The court ruled for the ex-husband, declaring it was bad public policy to force someone to procreate against his will.
According to legal experts, the form Lee and Findley, 45, signed in 2010 at a UC San Francisco fertility clinic was clear and carefully drafted. The couple agreed that their embryos should be destroyed in a divorce.
California law requires clinics to offer the forms, and many lawyers interpret them as binding contracts.
“The contract approach is appealing because it provides more certainty, but I am uncomfortable with that,” Ikemoto said. “A lot of people just fill them out because they want the procedure” and don’t carefully consider the future.
Susan L. Crockin, a Massachusetts-based lawyer who teaches law and medicine, said courts should provide certainty about how embryo disputes will be resolved.
“There are patients who believe with all their fibers that these are their frozen children,” Crockin said, “but that doesn’t mean we get to turn the law on its head.”
Lee has testified that she signed the consent agreement during a turbulent time in her life and had merely scanned it.
Ten days before her 2010 wedding to Findley, she discovered she had a type of breast cancer that made pregnancy and fertility treatment risky. Lee had a lumpectomy and, after a two-week honeymoon, learned that the procedure had not removed all the cancer.
The couple went to a fertility clinic to create the embryos, and Lee then had a mastectomy.
Findley asked for a divorce three years later. He testified that he felt “stepped on” in the marriage.
A decision on the embryos is the last matter for San Francisco Superior Court Judge Anne-Christine Massullo to decide in the divorce, which was final in April. She is expected to rule by late November.
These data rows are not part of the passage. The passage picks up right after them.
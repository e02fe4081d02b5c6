//! Observability infrastructure for the churn pipeline
//!
//! Provides:
//! - Prometheus metrics (run counts and latency, promotions, predictions, live model)
//! - Structured JSON logging with tracing

use prometheus::{
    register_gauge_vec, register_histogram_vec, register_int_counter, register_int_counter_vec,
    register_int_gauge, GaugeVec, HistogramVec, IntCounter, IntCounterVec, IntGauge,
};
use std::sync::OnceLock;
use tracing::{info, warn};

/// Histogram buckets for pipeline run durations (in seconds)
const RUN_DURATION_BUCKETS: &[f64] = &[0.01, 0.05, 0.1, 0.25, 0.5, 1.0, 2.5, 5.0, 10.0, 30.0, 60.0, 120.0];

/// Pipeline names used as metric labels
pub mod pipelines {
    pub const TRAIN: &str = "train";
    pub const PUBLISH: &str = "publish";
    pub const PREDICT: &str = "predict";
}

/// Global metrics instance (registered once)
static GLOBAL_METRICS: OnceLock<PipelineMetricsInner> = OnceLock::new();

struct PipelineMetricsInner {
    runs_total: IntCounterVec,
    run_duration_seconds: HistogramVec,
    promotions_total: IntCounter,
    partial_promotions_total: IntCounter,
    predictions_total: IntCounter,
    storage_errors_total: IntCounter,
    training_records: IntGauge,
    live_model_info: GaugeVec,
}

impl PipelineMetricsInner {
    fn new() -> Self {
        Self {
            runs_total: register_int_counter_vec!(
                "churn_pipeline_runs_total",
                "Pipeline runs by pipeline and outcome",
                &["pipeline", "outcome"]
            )
            .expect("Failed to register runs_total"),

            run_duration_seconds: register_histogram_vec!(
                "churn_pipeline_run_duration_seconds",
                "Wall time of a pipeline run",
                &["pipeline"],
                RUN_DURATION_BUCKETS.to_vec()
            )
            .expect("Failed to register run_duration_seconds"),

            promotions_total: register_int_counter!(
                "churn_pipeline_promotions_total",
                "Staged models copied into production"
            )
            .expect("Failed to register promotions_total"),

            partial_promotions_total: register_int_counter!(
                "churn_pipeline_partial_promotions_total",
                "Promotions where the model reached production without its evaluation table"
            )
            .expect("Failed to register partial_promotions_total"),

            predictions_total: register_int_counter!(
                "churn_pipeline_predictions_total",
                "Records scored by the production model"
            )
            .expect("Failed to register predictions_total"),

            storage_errors_total: register_int_counter!(
                "churn_pipeline_storage_errors_total",
                "Artifact store failures surfaced to a pipeline run"
            )
            .expect("Failed to register storage_errors_total"),

            training_records: register_int_gauge!(
                "churn_pipeline_training_records",
                "Records used by the last training run after preprocessing"
            )
            .expect("Failed to register training_records"),

            live_model_info: register_gauge_vec!(
                "churn_pipeline_live_model_info",
                "Model artifact currently live in production",
                &["model"]
            )
            .expect("Failed to register live_model_info"),
        }
    }
}

/// Handle to the process-wide pipeline metrics
///
/// Clones share the same underlying Prometheus collectors.
#[derive(Clone)]
pub struct PipelineMetrics {
    _private: (),
}

impl Default for PipelineMetrics {
    fn default() -> Self {
        Self::new()
    }
}

impl PipelineMetrics {
    /// Create a metrics handle (registers the collectors on first call)
    pub fn new() -> Self {
        GLOBAL_METRICS.get_or_init(PipelineMetricsInner::new);
        Self { _private: () }
    }

    fn inner(&self) -> &PipelineMetricsInner {
        GLOBAL_METRICS.get_or_init(PipelineMetricsInner::new)
    }

    /// Record a finished run
    pub fn observe_run(&self, pipeline: &str, outcome: &str, duration_secs: f64) {
        let inner = self.inner();
        inner.runs_total.with_label_values(&[pipeline, outcome]).inc();
        inner
            .run_duration_seconds
            .with_label_values(&[pipeline])
            .observe(duration_secs);
    }

    pub fn inc_promotions(&self) {
        self.inner().promotions_total.inc();
    }

    pub fn inc_partial_promotions(&self) {
        self.inner().partial_promotions_total.inc();
    }

    pub fn add_predictions(&self, count: u64) {
        self.inner().predictions_total.inc_by(count);
    }

    pub fn inc_storage_errors(&self) {
        self.inner().storage_errors_total.inc();
    }

    pub fn set_training_records(&self, count: i64) {
        self.inner().training_records.set(count);
    }

    /// Point the live-model gauge at `model`
    pub fn set_live_model(&self, model: &str) {
        self.inner().live_model_info.reset();
        self.inner()
            .live_model_info
            .with_label_values(&[model])
            .set(1.0);
    }
}

/// Structured logger for pipeline events
#[derive(Clone)]
pub struct StructuredLogger {
    project_id: String,
}

impl StructuredLogger {
    pub fn new(project_id: impl Into<String>) -> Self {
        Self {
            project_id: project_id.into(),
        }
    }

    pub fn log_startup(&self, version: &str, bucket: &str, backend: &str) {
        info!(
            event = "service_started",
            project = %self.project_id,
            version = %version,
            bucket = %bucket,
            store_backend = %backend,
            "Churn pipeline service started"
        );
    }

    pub fn log_shutdown(&self, reason: &str) {
        info!(
            event = "service_shutdown",
            project = %self.project_id,
            reason = %reason,
            "Churn pipeline service shutting down"
        );
    }

    pub fn log_training_run(&self, model: Option<&str>, records: usize, accuracy: Option<f64>, success: bool) {
        if success {
            info!(
                event = "training_completed",
                project = %self.project_id,
                model = ?model,
                records = records,
                accuracy = ?accuracy,
                "Model trained and exported to stage"
            );
        } else {
            warn!(
                event = "training_failed",
                project = %self.project_id,
                model = ?model,
                records = records,
                "Training run failed"
            );
        }
    }

    pub fn log_publish(&self, outcome: &str, live_model: Option<&str>, promoted: bool) {
        if promoted {
            info!(
                event = "model_promoted",
                project = %self.project_id,
                outcome = %outcome,
                live_model = ?live_model,
                "Staged model promoted to production"
            );
        } else {
            info!(
                event = "model_not_promoted",
                project = %self.project_id,
                outcome = %outcome,
                live_model = ?live_model,
                "Publish run finished without promotion"
            );
        }
    }

    pub fn log_predictions(&self, model: &str, records: usize) {
        info!(
            event = "predictions_served",
            project = %self.project_id,
            model = %model,
            records = records,
            "Scored records with production model"
        );
    }
}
“The landscape is so uncertain,” Massullo said.
The losing party is likely to appeal.
Findley, an investment executive, has said he wants to have children some day, but not with Lee.
If he loses the case, he testified, he would support the child and become part of his or her life. But he said he feared the prospect of regular interaction with Lee after their highly contentious divorce.
Findley’s lawyers have blamed Lee for her predicament. They argued in court papers that she sacrificed motherhood for the sake of her career and had four abortions before she married Findley. They also have challenged her credibility.
Lee, an anesthesiologist, frequently sobbed during the trial. She has said she would not demand child support from Findley, although a child in California has a legal right to it. And she said she would leave it to Findley to decide how much involvement he wanted with their offspring.
During an interview, Lee referred to the embryos as “my children, my babies” and stressed that the choices she made before cancer were vastly different from those she would make now.
After her diagnosis, the Juilliard-trained pianist stopped practicing medicine and turned to music. She now works part-time as an anesthesiologist and performs as a musician. Cancer “completely changed everything,” she said.
Lee’s infertility, however, was caused by age, not cancer. Her expert testified that women her age have only a 0.03% chance of having a baby. A UC physician estimated the chance at 0% to 5%.
The fertility clinic told her she had a 20% chance of having a child with a frozen embryo, she said. With five of them, she is hopeful she will have a baby with the help of a surrogate. She is now cancer-free.